Upstairs on the mezzanine floor was a large area dedicated to the flying doctors who has a big base here in Longreach. A small plane formerly used by the flying doctors was hanging from the cylindrical ceiling. Across the other side of the floor were more displays including a bar with car registration plates listing all the towns in the "I've been everywhere man" song and a video room where we watched a couple of very funny outback short films while the rain fell outside.

After exploring the museum, we headed outside just as the rain stopped falling and headed a bit further out from the town. The clouds were clearing over us but dark rainclouds threatened from most directions. Passing the airport, we passed the weather radar and weather station heading back out into the flat farmland. We turned off at the first of these farms (tens of thousands of acres at least), Camden Park. Heading a short way up the main driveway we turned off to a section of the farm leased to the government for a large solar array providing a lot of the electricity to the town.

After our brief stop at the solar array, we headed back to the driveway and continued for a while before reaching the homestead. We entered into the shelter of the huge house just before the heavy rain started falling again. Here we stopped for lunch and heard stories from our hosts of The Queen staying back in 1970 and about the history of the house, with its large ballroom in the middle under the very high roof to keep it cool in the brutally hot summers here. Last summer the temperature had reached 48 degrees one day. It turns out most of the locals abandon the town during mid summer to holiday near the coast about a thousand kilometres away (or further south to the Sunshine Coast about 1300 kilometres away).

Following lunch under the enormous verandah we headed back into the town centre to relax for the afternoon. The clouds quickly cleared to a very warm sunny afternoon. I explored more of the town centre, finding two large fig trees planted by The Queen and Prince Philip in 1970, with a new plaque to mark the planting released only a week ago on the national day of mouring following her death. From there I headed up to the far end of the town centre and back, a short two kilometre walk.

Meeting the bus outside the hotel in the late afternoon, we headed back out across to the airport where we entered the Qantas Founders Museum to the airplanes we had visited a couple of days ago.
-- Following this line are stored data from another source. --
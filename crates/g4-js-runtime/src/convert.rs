//! JSON → JavaScript value conversion for event payloads.

use rquickjs::{Array, Ctx, IntoJs, Object, Value as JsValue};

use crate::error::{JsError, JsResult};

/// Convert a `serde_json::Value` into a value owned by `ctx`.
pub fn json_to_js<'js>(ctx: &Ctx<'js>, json: &serde_json::Value) -> JsResult<JsValue<'js>> {
    match json {
        serde_json::Value::Null => Ok(JsValue::new_null(ctx.clone())),
        serde_json::Value::Bool(b) => Ok(JsValue::new_bool(ctx.clone(), *b)),
        serde_json::Value::Number(n) => {
            if let Some(i) = n.as_i64().and_then(|i| i32::try_from(i).ok()) {
                Ok(JsValue::new_int(ctx.clone(), i))
            } else if let Some(f) = n.as_f64() {
                Ok(JsValue::new_float(ctx.clone(), f))
            } else {
                Ok(JsValue::new_undefined(ctx.clone()))
            }
        }
        serde_json::Value::String(s) => s
            .as_str()
            .into_js(ctx)
            .map_err(|e| JsError::Conversion(e.to_string())),
        serde_json::Value::Array(arr) => {
            let js_arr = Array::new(ctx.clone()).map_err(|e| JsError::Conversion(e.to_string()))?;
            for (i, item) in arr.iter().enumerate() {
                js_arr
                    .set(i, json_to_js(ctx, item)?)
                    .map_err(|e| JsError::Conversion(e.to_string()))?;
            }
            Ok(js_arr.into_value())
        }
        serde_json::Value::Object(obj) => {
            let js_obj = Object::new(ctx.clone()).map_err(|e| JsError::Conversion(e.to_string()))?;
            for (key, val) in obj {
                js_obj
                    .set(key.as_str(), json_to_js(ctx, val)?)
                    .map_err(|e| JsError::Conversion(e.to_string()))?;
            }
            Ok(js_obj.into_value())
        }
    }
}

#[cfg(test)]
mod tests {
    use super::*;
    use rquickjs::{Context, Function, Runtime};

    #[test]
    fn test_payload_shape_survives() {
        let runtime = Runtime::new().unwrap();
        let context = Context::full(&runtime).unwrap();

        context.with(|ctx| {
            let payload = serde_json::json!({
                "count": 3,
                "big": 5_000_000_000i64,
                "ratio": 0.5,
                "tags": ["a", "b"],
                "nested": { "ok": true, "none": null }
            });
            let value = json_to_js(&ctx, &payload).unwrap();

            let check: Function = ctx
                .eval(
                    r#"(p) => p.count === 3 && p.big === 5000000000 && p.ratio === 0.5
                        && p.tags.length === 2 && p.tags[1] === "b"
                        && p.nested.ok === true && p.nested.none === null"#,
                )
                .unwrap();
            let ok: bool = check.call((value,)).unwrap();
            assert!(ok);
        });
    }
}
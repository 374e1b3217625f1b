// Plugin Registry - Owns loaded plugins and their lifecycle
//
// The registry is the only writer of the plugin set. It is mutated by
// load/reload and by the start/stop/delete operations the plugin list calls;
// dispatch borrows it immutably, so a stop can never overlap a delivery.

use std::collections::{BTreeMap, HashSet};
use std::path::{Path, PathBuf};
use std::rc::Rc;

use g4_js_runtime::HostFeature;

use crate::dispatch::{dispatch, DispatchReport};
use crate::error::{PluginError, Result};
use crate::executor::SandboxedExecutor;
use crate::manifest::{load_manifest, MANIFEST_FILE};
use crate::plugin::Plugin;
use crate::snapshot::PluginSnapshot;
use crate::store::EnabledStore;

/// Registry of plugin bundles under one root directory.
///
/// # Example
///
/// ```rust,ignore
/// let store = JsonFileStore::new("plugins/enabled.json");
/// let mut registry = PluginRegistry::load("plugins", Box::new(store))?;
///
/// registry.set_running("clock")?;
/// registry.dispatch("tick", &serde_json::json!({ "count": 1 }));
/// registry.set_stopped("clock")?;
/// ```
pub struct PluginRegistry {
    bundle_root: PathBuf,
    manifest_file: String,
    store: Box<dyn EnabledStore>,
    executor: SandboxedExecutor,
    plugins: BTreeMap<String, Plugin>,
}

impl PluginRegistry {
    /// Create an empty registry. Nothing is read until [`load_all`](Self::load_all).
    pub fn new(bundle_root: impl Into<PathBuf>, store: Box<dyn EnabledStore>) -> Self {
        Self {
            bundle_root: bundle_root.into(),
            manifest_file: MANIFEST_FILE.to_string(),
            store,
            executor: SandboxedExecutor::default(),
            plugins: BTreeMap::new(),
        }
    }

    /// Create a registry and load every bundle under `bundle_root`.
    pub fn load(bundle_root: impl Into<PathBuf>, store: Box<dyn EnabledStore>) -> Result<Self> {
        let mut registry = Self::new(bundle_root, store);
        registry.load_all()?;
        Ok(registry)
    }

    /// Install `feature` as `hostFeature` in plugins started from now on.
    pub fn with_host_feature(mut self, feature: Rc<dyn HostFeature>) -> Self {
        self.executor = SandboxedExecutor::new(feature);
        self
    }

    pub fn with_manifest_file(mut self, file_name: impl Into<String>) -> Self {
        self.manifest_file = file_name.into();
        self
    }

    pub fn bundle_root(&self) -> &Path {
        &self.bundle_root
    }

    pub fn store(&self) -> &dyn EnabledStore {
        self.store.as_ref()
    }

    // ─────────────────────────────────────────────────────────────────────────
    // Loading
    // ─────────────────────────────────────────────────────────────────────────

    /// Discard all in-memory state and load every bundle from scratch.
    ///
    /// Directories without a manifest are not plugins and are skipped
    /// silently; invalid manifests are skipped with a warning. Plugins the
    /// store lists as enabled are started right away.
    pub fn load_all(&mut self) -> Result<Vec<PluginSnapshot>> {
        self.shutdown();
        self.plugins.clear();

        let bundle_dirs = self.bundle_dirs()?;
        let enabled: HashSet<String> = self.store.enabled()?.into_iter().collect();

        for (id, dir) in bundle_dirs {
            let manifest = match load_manifest(&dir, &self.manifest_file) {
                Ok(manifest) => manifest,
                Err(PluginError::ManifestMissing(_)) => {
                    tracing::debug!("Skipping {}: no manifest", dir.display());
                    continue;
                }
                Err(e) => {
                    tracing::warn!("Failed to load plugin at {}: {}", dir.display(), e);
                    continue;
                }
            };

            tracing::debug!(plugin = %id, "Discovered plugin: {} at {}", manifest.name, dir.display());
            let mut plugin = Plugin::new(id.clone(), dir, manifest);

            if enabled.contains(&id) {
                if let Err(e) = self.executor.run(&mut plugin) {
                    tracing::warn!(plugin = %id, "Failed to start enabled plugin: {}", e);
                }
            }

            self.plugins.insert(id, plugin);
        }

        tracing::info!(
            "Loaded {} plugins ({} running) from {}",
            self.plugins.len(),
            self.plugins.values().filter(|p| p.is_running()).count(),
            self.bundle_root.display()
        );

        Ok(self.snapshot())
    }

    /// Same as [`load_all`](Self::load_all) on the current bundle root.
    pub fn reload(&mut self) -> Result<Vec<PluginSnapshot>> {
        tracing::info!("Reloading plugins");
        self.load_all()
    }

    /// Immediate subdirectories of the bundle root, sorted by name.
    fn bundle_dirs(&self) -> Result<Vec<(String, PathBuf)>> {
        let root_error = |source| PluginError::BundleRoot {
            path: self.bundle_root.clone(),
            source,
        };

        let mut dirs = Vec::new();
        for entry in std::fs::read_dir(&self.bundle_root).map_err(root_error)? {
            let path = entry.map_err(root_error)?.path();
            if !path.is_dir() {
                continue;
            }

            match path.file_name().and_then(|name| name.to_str()) {
                Some(id) => dirs.push((id.to_string(), path.clone())),
                None => tracing::warn!("Skipping {}: directory name is not UTF-8", path.display()),
            }
        }

        dirs.sort_by(|a, b| a.0.cmp(&b.0));
        Ok(dirs)
    }

    // ─────────────────────────────────────────────────────────────────────────
    // Lifecycle
    // ─────────────────────────────────────────────────────────────────────────

    /// Start a plugin and remember it as enabled.
    ///
    /// The store is only updated once the plugin is running, so a plugin
    /// whose script cannot be read stays disabled.
    pub fn set_running(&mut self, id: &str) -> Result<()> {
        let plugin = self
            .plugins
            .get_mut(id)
            .ok_or_else(|| PluginError::PluginNotFound(id.to_string()))?;

        self.executor.run(plugin)?;
        self.store.set_enabled(id, true)?;
        Ok(())
    }

    /// Stop a plugin and remember it as disabled.
    pub fn set_stopped(&mut self, id: &str) -> Result<()> {
        let plugin = self
            .plugins
            .get_mut(id)
            .ok_or_else(|| PluginError::PluginNotFound(id.to_string()))?;

        self.executor.stop(plugin);
        self.store.set_enabled(id, false)?;
        Ok(())
    }

    /// Stop a plugin, forget it and remove its bundle from disk.
    ///
    /// The store is updated first, so a store failure leaves the plugin
    /// untouched. Once the store is updated the plugin is forgotten even if
    /// its bundle cannot be removed.
    pub fn delete(&mut self, id: &str) -> Result<()> {
        if !self.plugins.contains_key(id) {
            return Err(PluginError::PluginNotFound(id.to_string()));
        }

        self.store.set_enabled(id, false)?;

        let Some(mut plugin) = self.plugins.remove(id) else {
            return Err(PluginError::PluginNotFound(id.to_string()));
        };
        self.executor.stop(&mut plugin);

        let bundle_dir = plugin.bundle_dir().to_path_buf();
        std::fs::remove_dir_all(&bundle_dir).map_err(|source| PluginError::BundleRemoval {
            path: bundle_dir.clone(),
            source,
        })?;

        tracing::info!(plugin = %id, "Deleted plugin bundle {}", bundle_dir.display());
        Ok(())
    }

    /// Stop every running plugin without touching the enabled store.
    pub fn shutdown(&mut self) {
        for plugin in self.plugins.values_mut() {
            self.executor.stop(plugin);
        }
    }

    // ─────────────────────────────────────────────────────────────────────────
    // Queries & events
    // ─────────────────────────────────────────────────────────────────────────

    /// Deliver an event to every running plugin.
    pub fn dispatch(&self, event_type: &str, payload: &serde_json::Value) -> DispatchReport {
        dispatch(self.plugins.values(), event_type, payload)
    }

    pub fn get(&self, id: &str) -> Option<&Plugin> {
        self.plugins.get(id)
    }

    pub fn plugins(&self) -> impl Iterator<Item = &Plugin> {
        self.plugins.values()
    }

    /// Render data for every plugin, ordered by id.
    pub fn snapshot(&self) -> Vec<PluginSnapshot> {
        self.plugins.values().map(Plugin::snapshot).collect()
    }

    pub fn len(&self) -> usize {
        self.plugins.len()
    }

    pub fn is_empty(&self) -> bool {
        self.plugins.is_empty()
    }
}

impl Drop for PluginRegistry {
    fn drop(&mut self) {
        self.shutdown();
    }
}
Here we watched the sun set as more storm clouds rolled in. Fortunately the planes were sheltered under an enormous roof keeping out the rain as the storm passed over us. Once the sky darkened, an amazing audiovisual display presentation was projected onto the side of the Boeing-747 with the last light of the evening fading away into orange through the clouds illuminated by the occasional flash of lightning.

From the museum we headed back into the town centre in one of the other hotels for dinner.